I'm always interested in the 'current history' aspects, and intrigued by the regional differences in how it's done. 

Thanks in advance!


----------



## derekleffew (Jul 22, 2009)

Welcome Chris. I think you're gonna like it here! As for helping, click here and define a term, any term. Your definition need not be letter perfect; you get points just for trying.

We also have a Social Group just for Michiganders, here.


----------



## DaveySimps (Jul 22, 2009)

Welcome Chris! Glad to have you here. As Derek indicated, I literally just formed a Social Group for Michigan people on CB. Where in Detroit do you work? I am not too far away in St.Clair County, originally from Macomb County. Feel free to look around and do not hesitate to jump in and start posting. Enjoy CB!

~Dave


----------



## gafftapegreenia (Jul 22, 2009)

Is it Michigan week or what!

Greetings from another Metro Detroiter!

If you feel comfortable disclosing your place of employment, it's likely I've worked with them before. No pressure, a lot of us try to maintain some sort of "semi-anonymity".

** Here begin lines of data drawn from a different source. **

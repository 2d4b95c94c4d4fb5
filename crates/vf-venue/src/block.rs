//! Blocks and the immutable traversal sequence.

use std::sync::Arc;

use vf_core::geo::{area, centroid};
use vf_core::{BlockId, Bounds, Point};

use crate::{VenueError, VenueResult};

// ── Block ─────────────────────────────────────────────────────────────────────

/// A named polygonal zone that teams occupy in sequence.
///
/// Centroid and area are derived once at construction.  Fields are read-only
/// after that; build a new sequence to change anything.
#[derive(Debug, Clone, PartialEq)]
pub struct Block {
    name:          String,
    duration_secs: Option<f64>,
    centroid:      Point,
    area:          f64,
    polygon:       Vec<Point>,
}

impl Block {
    /// Build a block from its outline.
    ///
    /// `duration_secs = None` means no duration record exists for this block:
    /// teams entering it never leave by elapsed time.
    ///
    /// # Errors
    ///
    /// - [`VenueError::Geometry`] if `polygon` has no vertices.
    /// - [`VenueError::InvalidDuration`] if the duration is negative or not
    ///   finite.  [`merge_records`][crate::merge_records] never hits this:
    ///   it drops such records first and keeps the block without a duration.
    pub fn new(
        name:          impl Into<String>,
        polygon:       Vec<Point>,
        duration_secs: Option<f64>,
    ) -> VenueResult<Self> {
        let name = name.into();
        let centroid = centroid(&polygon).map_err(|source| VenueError::Geometry {
            name: name.clone(),
            source,
        })?;
        if let Some(d) = duration_secs {
            if !d.is_finite() || d < 0.0 {
                return Err(VenueError::InvalidDuration { name, duration: d });
            }
        }
        Ok(Self {
            area: area(&polygon),
            name,
            duration_secs,
            centroid,
            polygon,
        })
    }

    #[inline]
    pub fn name(&self) -> &str {
        &self.name
    }

    /// Dwell time in simulated seconds, if a duration record was supplied.
    #[inline]
    pub fn duration_secs(&self) -> Option<f64> {
        self.duration_secs
    }

    /// Where teams stand while dwelling in this block.
    #[inline]
    pub fn centroid(&self) -> Point {
        self.centroid
    }

    /// Shoelace area in plan square units.  `0.0` for degenerate outlines.
    #[inline]
    pub fn area(&self) -> f64 {
        self.area
    }

    #[inline]
    pub fn polygon(&self) -> &[Point] {
        &self.polygon
    }

    /// `true` once `dwell_secs` reaches the block's duration.  Always `false`
    /// for a block without a duration.
    #[inline]
    pub fn dwell_complete(&self, dwell_secs: f64) -> bool {
        self.duration_secs.is_some_and(|d| dwell_secs >= d)
    }
}

// ── BlockSequence ─────────────────────────────────────────────────────────────

/// Ordered, immutable list of blocks.
///
/// Backed by an `Arc<[Block]>`, so cloning is a reference-count bump and a
/// sequence can be handed to the stepper and a renderer at the same time.
#[derive(Debug, Clone, PartialEq)]
pub struct BlockSequence {
    blocks: Arc<[Block]>,
}

impl BlockSequence {
    pub fn new(blocks: Vec<Block>) -> Self {
        Self { blocks: blocks.into() }
    }

    /// A sequence with no blocks.  Nothing spawns into it.
    pub fn empty() -> Self {
        Self::new(Vec::new())
    }

    #[inline]
    pub fn len(&self) -> usize {
        self.blocks.len()
    }

    #[inline]
    pub fn is_empty(&self) -> bool {
        self.blocks.is_empty()
    }

    #[inline]
    pub fn get(&self, id: BlockId) -> Option<&Block> {
        self.blocks.get(id.index())
    }

    /// Block 0, where every team spawns.
    #[inline]
    pub fn entry(&self) -> Option<&Block> {
        self.get(BlockId::ENTRY)
    }

    /// The block after `id`, or `None` if `id` is the last block.
    pub fn next_after(&self, id: BlockId) -> Option<(BlockId, &Block)> {
        let next = id.next();
        self.get(next).map(|b| (next, b))
    }

    /// Iterate `(BlockId, &Block)` in traversal order.
    pub fn iter(&self) -> impl Iterator<Item = (BlockId, &Block)> {
        self.blocks
            .iter()
            .enumerate()
            .map(|(i, b)| (BlockId(i as u32), b))
    }

    #[inline]
    pub fn as_slice(&self) -> &[Block] {
        &self.blocks
    }

    /// Bounding box over every vertex of every block, or `None` when empty.
    pub fn bounds(&self) -> Option<Bounds> {
        Bounds::enclosing(
            self.blocks
                .iter()
                .flat_map(|b| b.polygon.iter().copied()),
        )
    }
}

impl Default for BlockSequence {
    fn default() -> Self {
        Self::empty()
    }
}

impl From<Vec<Block>> for BlockSequence {
    fn from(blocks: Vec<Block>) -> Self {
        Self::new(blocks)
    }
}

So welcome, welcome, it's always good to have another experienced member on board.


----------



## DaveySimps (Jul 22, 2009)

gafftapegreenia said:


> Is it Michigan week or what!



We are slowly taking over. One Uper and troll at a time. 

~Dave


----------



## gafftapegreenia (Jul 22, 2009)

DaveySimps said:


> We are slowly taking over. One Uper and troll at a time.
> 
> ~Dave



I thought it was Yooper.


----------



## shiben (Jul 23, 2009)

Depends where your from, i guess. Here in Grand Rapids both are used...


----------



## ChrisMichigan (Jul 23, 2009)

No fears. My company is Gasser Bush Associates; we're the local (eastern Mich) E.T.C., Color Kinetics, Altman, Strong Followspots among a bunch of architectural lighting manufacturers. I'll answer what I can and find out what i can't.


----------



## DaveySimps (Jul 23, 2009)

Hi Chris. I think we may have met. Were you out to East China (St.Clair County) this past fall as a consult for Lithonia battery back up replacement? If you can remember that far back. I know you must meet many many new people a year like the rest of us. Someone from your company was, and your name sticks in my head. Just curious.


~Dave


----------